Wednesday, June 01, 2016

 
"You think I'm going to change? I'm not changing."

by digby













Donald Trump is angry for some reason.  He's won the nomination and the whole party is falling in line behind him but he's pissed. Yesterday he lashed out at the press in a way that even had the media balking, something they seemingly never do.  Apparently calling a reporter a sleaze to his face and then announcing that you have no intention of ever moderating your behavior was enough to provoke a days worth of punditry about just what has The Donald so up in arms. There was no consensus on what it was.  If I were to guess it's that Trump seems to have labored under the illusion that if he won the nomination that would be that. He is surprised that he is still being questioned.



But if you're wondering if this will hurt him with his voters, Rush Limbaugh gives us a good clue:

Trump felt the need to correct the record today and did so in his own inimitable way, which basically attacked the media for dishonesty and corruption.  And the thing is he stood there for, what, 45 minutes? I mean, he didn't hide, didn't run away from it, answered every question. He just took them on.  They have no complaint.  They can never say Trump avoids them. They can never say Trump does this or that to try to evade any kind of scrutiny, even though he got that question about scrutiny. 


But the New York Times... This is actually kind of funny, I think, because they're worried that Trump's constant access to the media and his unpredictability is frustrating Hillary.  Hillary doesn't know how to deal with this. Hillary doesn't know how to counterprogram Trump, if you will.  Hillary doesn't know how to go out and write her own narrative of the day.  Hillary doesn't know whether to focus on herself or to criticize Trump or to go after Crazy Bernie. She doesn't know what to do.  And the press doesn't, either.

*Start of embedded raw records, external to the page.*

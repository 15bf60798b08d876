//! Argon2id password hashing

use argon2::password_hash::rand_core::OsRng;
use argon2::password_hash::{PasswordHash, PasswordHasher, PasswordVerifier, SaltString};
use argon2::{Algorithm, Argon2, Params, Version};

use crate::error::AuthError;

// OWASP baseline: 19 MiB memory, 2 iterations, 1 lane
const MEMORY_KIB: u32 = 19_456;
const ITERATIONS: u32 = 2;
const PARALLELISM: u32 = 1;

pub fn get_argon2() -> Argon2<'static> {
    let params = Params::new(MEMORY_KIB, ITERATIONS, PARALLELISM, None).unwrap_or_default();
    Argon2::new(Algorithm::Argon2id, Version::V0x13, params)
}

/// Hash a password into a PHC string
pub fn hash_password(password: &str) -> Result<String, AuthError> {
    let salt = SaltString::generate(&mut OsRng);
    get_argon2()
        .hash_password(password.as_bytes(), &salt)
        .map(|hash| hash.to_string())
        .map_err(|e| AuthError::Hashing(e.to_string()))
}

/// Verify a password against a stored PHC string. Malformed hashes never verify.
pub fn verify_password(password: &str, stored_hash: &str) -> bool {
    match PasswordHash::new(stored_hash) {
        Ok(parsed) => get_argon2().verify_password(password.as_bytes(), &parsed).is_ok(),
        Err(e) => {
            tracing::warn!("Stored password hash is malformed: {}", e);
            false
        }
    }
}
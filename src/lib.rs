//! # Limit Book Core
//!
//! A price-time priority limit order book and matching engine for a single
//! financial instrument.
//!
//! ## Design Goals
//!
//! - **Correctness**: every public operation leaves the book in a state that
//!   satisfies the book's invariants (no crossed book, no empty price
//!   levels, FIFO ordering within a level, no empty trades).
//! - **Determinism**: given the same sequence of calls, the book produces
//!   the same sequence of trades. There is no hidden clock: every timestamp
//!   on an order or trade is supplied by the caller.
//! - **Single-threaded by design**: `OrderBook` is not `Sync`-friendly for
//!   concurrent mutation on purpose. A host that needs to share one book
//!   across threads wraps it in a `Mutex` and serializes access through it,
//!   rather than this crate building its own internal locking. See
//!   [`OrderBook`] for the exact call-boundary guarantees this buys.
//!
//! ## Order types
//!
//! - **Limit**: rests at its limit price if not immediately (fully)
//!   matched.
//! - **Market**: has no limit price; walks the opposite ladder until filled
//!   or the ladder is exhausted. Never rests.
//! - **Immediate-or-cancel (IOC)**: matches whatever it can against the
//!   current book and discards any unfilled remainder. Never rests.
//! - **Fill-or-kill (FOK)**: matches in full immediately or not at all. If
//!   the opposite side cannot supply the full requested quantity within the
//!   order's limit, the book is left untouched and no trades occur.
//!
//! ## Price-time priority
//!
//! Orders at the same price are matched in arrival order (FIFO). Across
//! price levels, the best price always matches first. The execution price
//! of a trade is always the resting (passive) order's price, never the
//! aggressor's — the price-improvement rule.

pub mod book;
pub mod error;
pub mod ids;
pub mod ladder;
pub mod order;
pub mod price;
pub mod price_level;
pub mod time;
pub mod trade;

pub mod prelude {
    //! Re-exports the types most callers need.
    //!
    //! ```
    //! use limit_book_core::prelude::*;
    //! ```
    pub use crate::book::{OrderBook, OrderBookSnapshot};
    pub use crate::error::OrderBookError;
    pub use crate::ids::{OrderId, TradeId};
    pub use crate::order::{Order, OrderKind, Side};
    pub use crate::price::{Price, Quantity};
    pub use crate::time::Timestamp;
    pub use crate::trade::Trade;
}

The New York Times is admitting here that their capacity, their ability to shape and control the narrative -- the soap opera script -- every day, is almost impossible because of Trump.  And so the Times, in this story, is struggling to figure out some kind of Fairness Doctrine solution to the problem.  I kid you not.  They're trying to find a way they can balance this, because Trump is generating so much more coverage.  They're not starting it.  The press isn't.  Trump's just out doing what he's doing, and they are compelled to cover it.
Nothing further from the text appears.